BEGIN
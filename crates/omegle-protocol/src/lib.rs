//! Shared protocol types for the Omegle session client
//!
//! This crate holds everything about the wire protocol that does not need to
//! touch the network: the event model and the rules used to make sense of the
//! service's loosely shaped replies.
//!
//! # Type Organization
//!
//! - **Events**: [`event`] - Tagged event values routed to callers
//! - **Replies**: [`response`] - Classification of raw response bodies
//! - **Error types**: [`error`] - Protocol contract violations
//!
//! # Design Principles
//!
//! - **Zero I/O**: All types are pure data structures
//! - **Tolerant decoding**: Unknown event kinds and shapes are preserved, not rejected

#![deny(unsafe_code)]
#![warn(missing_docs)]
//!
//! # Usage
//!
//! ```
//! use omegle_protocol::{EventKind, Reply, interpret};
//!
//! let reply = Reply::Body(r#"[["connected"], ["gotMessage", "hi"]]"#.to_string());
//! let events = interpret(&reply).unwrap();
//!
//! assert_eq!(events[0].kind(), &EventKind::Connected);
//! assert_eq!(events[1].arg_str(0), Some("hi"));
//! ```

pub mod error;
pub mod event;
pub mod response;

// Re-export commonly used types at crate level
pub use error::{ProtocolError, Result};
pub use event::{Event, EventKind};
pub use response::{NO_EVENT_SENTINELS, Reply, StartReply, interpret, parse_start};
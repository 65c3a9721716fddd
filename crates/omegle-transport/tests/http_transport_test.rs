//! Integration tests for HTTP transport

use omegle_transport::{HttpRequest, HttpTransport, HttpTransportConfig, Transport};
use std::time::Duration;
use wiremock::matchers::{body_string, header, method, path, query_param};
use wiremock::{Mock, MockServer, ResponseTemplate};

#[tokio::test]
async fn test_http_request_builder() {
    let request = HttpRequest::get("http://omegle.com/start")
        .with_header("referer", "http://omegle.com")
        .with_header("accept", "application/json");

    assert_eq!(request.method, "GET");
    assert_eq!(request.url, "http://omegle.com/start");
    assert_eq!(request.headers.len(), 2);
    assert_eq!(
        request.headers.get("referer"),
        Some(&"http://omegle.com".to_string())
    );
    assert!(request.body.is_none());
}

#[tokio::test]
async fn test_post_form_body_reaches_server() {
    let mock_server = MockServer::start().await;

    Mock::given(method("POST"))
        .and(path("/send"))
        .and(header("referer", "http://omegle.com"))
        .and(header("content-type", "application/x-www-form-urlencoded"))
        .and(body_string("id=central2%3Aabc&msg=hello+world"))
        .respond_with(ResponseTemplate::new(200).set_body_string("win"))
        .expect(1)
        .mount(&mock_server)
        .await;

    let transport = HttpTransport::new().expect("Failed to create HTTP transport");
    let request = HttpRequest::post(format!("{}/send", mock_server.uri()))
        .with_header("referer", "http://omegle.com")
        .with_form_body([("id", "central2:abc"), ("msg", "hello world")]);

    let response = transport.send_http(request).await.expect("Request failed");

    assert!(response.is_ok());
    assert_eq!(response.text(), "win");

    mock_server.verify().await;
}

#[tokio::test]
async fn test_get_with_query_string() {
    let mock_server = MockServer::start().await;

    Mock::given(method("GET"))
        .and(path("/start"))
        .and(query_param("firstevents", "1"))
        .respond_with(ResponseTemplate::new(200).set_body_string("\"central2:abc\""))
        .mount(&mock_server)
        .await;

    let transport = HttpTransport::new().unwrap();
    let response = transport
        .send_http(HttpRequest::get(format!(
            "{}/start?firstevents=1",
            mock_server.uri()
        )))
        .await
        .unwrap();

    assert_eq!(response.text(), "\"central2:abc\"");
}

#[tokio::test]
async fn test_non_200_status_is_returned_not_raised() {
    let mock_server = MockServer::start().await;

    Mock::given(method("POST"))
        .and(path("/events"))
        .respond_with(ResponseTemplate::new(502).set_body_string("Bad Gateway"))
        .mount(&mock_server)
        .await;

    let transport = HttpTransport::new().unwrap();
    let response = transport
        .send_http(HttpRequest::post(format!("{}/events", mock_server.uri())))
        .await
        .expect("Status errors are not transport errors");

    assert_eq!(response.status, 502);
    assert!(!response.is_ok());
}

#[tokio::test]
async fn test_timeout_is_reported_as_transient() {
    let mock_server = MockServer::start().await;

    Mock::given(method("POST"))
        .and(path("/events"))
        .respond_with(
            ResponseTemplate::new(200)
                .set_body_string("null")
                .set_delay(Duration::from_millis(500)),
        )
        .mount(&mock_server)
        .await;

    let transport = HttpTransport::with_config(HttpTransportConfig {
        timeout: Duration::from_millis(50),
        ..Default::default()
    })
    .unwrap();

    let err = transport
        .send_http(HttpRequest::post(format!("{}/events", mock_server.uri())))
        .await
        .expect_err("Request should time out");

    assert!(err.is_transient(), "unexpected error: {err}");
}
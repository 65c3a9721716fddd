//! Error types for the session client
//!
//! Only misuse of the API and replies the client cannot make sense of are
//! reported as errors. Network failures never appear here: the session turns
//! them into "no events this round" and the next poll tries again.

use omegle_protocol::ProtocolError;
use thiserror::Error;

/// Result type alias for session operations.
pub type Result<T> = std::result::Result<T, Error>;

/// Main error type for the session client.
#[derive(Debug, Error)]
pub enum Error {
    /// Conflicting mode options, a bad host, or reconfiguration while connected.
    #[error("Invalid configuration: {0}")]
    InvalidConfiguration(String),

    /// The action needs a session identity and there is none.
    #[error("Not connected: cannot {0} without a session identity")]
    NotConnected(&'static str),

    /// `start` was called while a session is connecting or connected.
    #[error("Session already started")]
    AlreadyConnected,

    /// The service replied with something outside the contract the client understands.
    #[error("Protocol error: {0}")]
    Protocol(#[from] ProtocolError),

    /// Invalid HTTP header name.
    #[error("Invalid HTTP header name: {0}")]
    InvalidHeaderName(String),

    /// Invalid HTTP header value.
    #[error("Invalid HTTP header value: {0}")]
    InvalidHeaderValue(String),

    /// The default HTTP transport could not be initialised.
    #[error("HTTP client error: {0}")]
    HttpClient(String),
}

impl Error {
    /// Shorthand for [`Error::InvalidConfiguration`].
    pub(crate) fn config(message: impl Into<String>) -> Self {
        Self::InvalidConfiguration(message.into())
    }

    /// Whether this error was caused by the caller rather than the service.
    pub fn is_usage_error(&self) -> bool {
        matches!(
            self,
            Self::InvalidConfiguration(_)
                | Self::NotConnected(_)
                | Self::AlreadyConnected
                | Self::InvalidHeaderName(_)
                | Self::InvalidHeaderValue(_)
        )
    }

    /// The underlying protocol error, if any.
    pub fn as_protocol(&self) -> Option<&ProtocolError> {
        match self {
            Self::Protocol(err) => Some(err),
            _ => None,
        }
    }
}
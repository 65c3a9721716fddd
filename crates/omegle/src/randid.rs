//! Random client tokens for spy-mode starts
//!
//! The service expects a short token made of characters that cannot be
//! misread for one another (no `0`/`O`, `1`/`I`).

use rand::Rng;

/// Characters a random id is drawn from.
pub const ALPHABET: &[u8] = b"23456789ABCDEFGHJKLMNPQRSTUVWXYZ";

/// Length of a random id.
pub const LEN: usize = 8;

/// Generate a fresh random id.
pub fn random_id() -> String {
    let mut rng = rand::thread_rng();
    (0..LEN)
        .map(|_| char::from(ALPHABET[rng.gen_range(0..ALPHABET.len())]))
        .collect()
}
//! Transport trait and request/response types
//!
//! Defines the generic Transport trait that the session drives, along with
//! the minimal request and response shapes it exchanges.

use crate::error::Result;
use async_trait::async_trait;
use std::collections::HashMap;

/// Content type of every POST body the service accepts.
pub const FORM_CONTENT_TYPE: &str = "application/x-www-form-urlencoded";

/// HTTP request specification
///
/// Represents an HTTP request to be sent via the Transport.
#[derive(Debug, Clone)]
pub struct HttpRequest {
    /// HTTP method (GET, POST, etc.)
    pub method: String,

    /// Request URL
    pub url: String,

    /// Request headers
    pub headers: HashMap<String, String>,

    /// Request body (optional)
    pub body: Option<Vec<u8>>,
}

impl HttpRequest {
    /// Create a new HTTP request
    pub fn new(method: impl Into<String>, url: impl Into<String>) -> Self {
        Self {
            method: method.into(),
            url: url.into(),
            headers: HashMap::new(),
            body: None,
        }
    }

    /// Create a GET request
    pub fn get(url: impl Into<String>) -> Self {
        Self::new("GET", url)
    }

    /// Create a POST request
    pub fn post(url: impl Into<String>) -> Self {
        Self::new("POST", url)
    }

    /// Add a header to the request
    pub fn with_header(mut self, key: impl Into<String>, value: impl Into<String>) -> Self {
        self.headers.insert(key.into(), value.into());
        self
    }

    /// Add every header from an iterator of pairs
    pub fn with_headers<I, K, V>(mut self, headers: I) -> Self
    where
        I: IntoIterator<Item = (K, V)>,
        K: Into<String>,
        V: Into<String>,
    {
        for (key, value) in headers {
            self.headers.insert(key.into(), value.into());
        }
        self
    }

    /// Set the request body
    pub fn with_body(mut self, body: Vec<u8>) -> Self {
        self.body = Some(body);
        self
    }

    /// Set a percent-encoded form body and its content type
    pub fn with_form_body<'a, I>(self, pairs: I) -> Self
    where
        I: IntoIterator<Item = (&'a str, &'a str)>,
    {
        let encoded = url::form_urlencoded::Serializer::new(String::new())
            .extend_pairs(pairs)
            .finish();
        self.with_header("content-type", FORM_CONTENT_TYPE)
            .with_body(encoded.into_bytes())
    }

    /// Request body as text, if any
    pub fn body_text(&self) -> Option<String> {
        self.body
            .as_ref()
            .map(|body| String::from_utf8_lossy(body).into_owned())
    }
}

/// HTTP response
///
/// Represents an HTTP response received from the server.
#[derive(Debug, Clone)]
pub struct HttpResponse {
    /// HTTP status code
    pub status: u16,

    /// Response headers
    pub headers: HashMap<String, String>,

    /// Response body
    pub body: Vec<u8>,
}

impl HttpResponse {
    /// Create a new HTTP response
    pub fn new(status: u16, headers: HashMap<String, String>, body: Vec<u8>) -> Self {
        Self {
            status,
            headers,
            body,
        }
    }

    /// Create a response with a text body and no headers
    pub fn text_body(status: u16, body: impl Into<String>) -> Self {
        Self::new(status, HashMap::new(), body.into().into_bytes())
    }

    /// Check if the status is exactly 200, the only status the service uses for success
    pub fn is_ok(&self) -> bool {
        self.status == 200
    }

    /// Get the response body as a string, replacing invalid UTF-8
    pub fn text(&self) -> String {
        String::from_utf8_lossy(&self.body).into_owned()
    }

    /// Get a header value by name (case-insensitive)
    pub fn get_header(&self, name: &str) -> Option<&str> {
        let name_lower = name.to_lowercase();
        self.headers
            .iter()
            .find(|(k, _)| k.to_lowercase() == name_lower)
            .map(|(_, v)| v.as_str())
    }
}

/// Generic transport trait for different transport mechanisms
///
/// Implementations must not retry: a failed request is reported once and the
/// caller decides what it means.
#[async_trait]
pub trait Transport: Send + Sync {
    /// Send an HTTP request and receive a response
    async fn send_http(&self, request: HttpRequest) -> Result<HttpResponse>;
}

#[cfg(test)]
mod tests {
    use super::*;

    #[test]
    fn test_form_body_is_percent_encoded() {
        let request = HttpRequest::post("http://omegle.com/send")
            .with_form_body([("id", "central2:abc"), ("msg", "hi there & bye")]);

        assert_eq!(
            request.body_text().as_deref(),
            Some("id=central2%3Aabc&msg=hi+there+%26+bye")
        );
        assert_eq!(
            request.headers.get("content-type").map(String::as_str),
            Some(FORM_CONTENT_TYPE)
        );
    }

    #[test]
    fn test_response_is_ok_only_for_200() {
        assert!(HttpResponse::text_body(200, "win").is_ok());
        assert!(!HttpResponse::text_body(204, "").is_ok());
        assert!(!HttpResponse::text_body(503, "down").is_ok());
    }

    #[test]
    fn test_get_header_case_insensitive() {
        let mut headers = HashMap::new();
        headers.insert("Content-Type".to_string(), "text/plain".to_string());
        let response = HttpResponse::new(200, headers, Vec::new());

        assert_eq!(response.get_header("content-type"), Some("text/plain"));
        assert_eq!(response.get_header("x-missing"), None);
    }
}
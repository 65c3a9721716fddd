//! Inbound event queue
//!
//! Events are handed out strictly in arrival order: batches in the order
//! their replies were processed, events within a batch in document order.
//! The queue itself is not synchronised; the session keeps it behind its
//! state lock.

use omegle_protocol::Event;
use std::collections::VecDeque;

/// FIFO buffer of events waiting to be consumed.
#[derive(Debug, Default, Clone)]
pub struct EventQueue {
    events: VecDeque<Event>,
}

impl EventQueue {
    /// Create an empty queue.
    pub fn new() -> Self {
        Self::default()
    }

    /// Append a batch, preserving its order. Returns how many were added.
    pub fn push<I>(&mut self, batch: I) -> usize
    where
        I: IntoIterator<Item = Event>,
    {
        let before = self.events.len();
        self.events.extend(batch);
        self.events.len() - before
    }

    /// Remove and return the oldest event.
    pub fn pop_oldest(&mut self) -> Option<Event> {
        self.events.pop_front()
    }

    /// The oldest event, left in place.
    pub fn peek_oldest(&self) -> Option<&Event> {
        self.events.front()
    }

    /// Number of queued events.
    pub fn len(&self) -> usize {
        self.events.len()
    }

    /// Whether the queue is empty.
    pub fn is_empty(&self) -> bool {
        self.events.is_empty()
    }
}
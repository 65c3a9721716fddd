//! HTTP transport implementation
//!
//! Provides an HTTP client that implements the Transport trait.

pub mod client;

pub use client::{HttpTransport, HttpTransportConfig};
END
# Work to be completed:
Report back every line of the entries in which "that" occurs.

# Task response:
//! This crate holds everything about the wire protocol that does not need to
//! The service expects a short token made of characters that cannot be
//! Defines the generic Transport trait that the session drives, along with
//! Provides an HTTP client that implements the Transport trait.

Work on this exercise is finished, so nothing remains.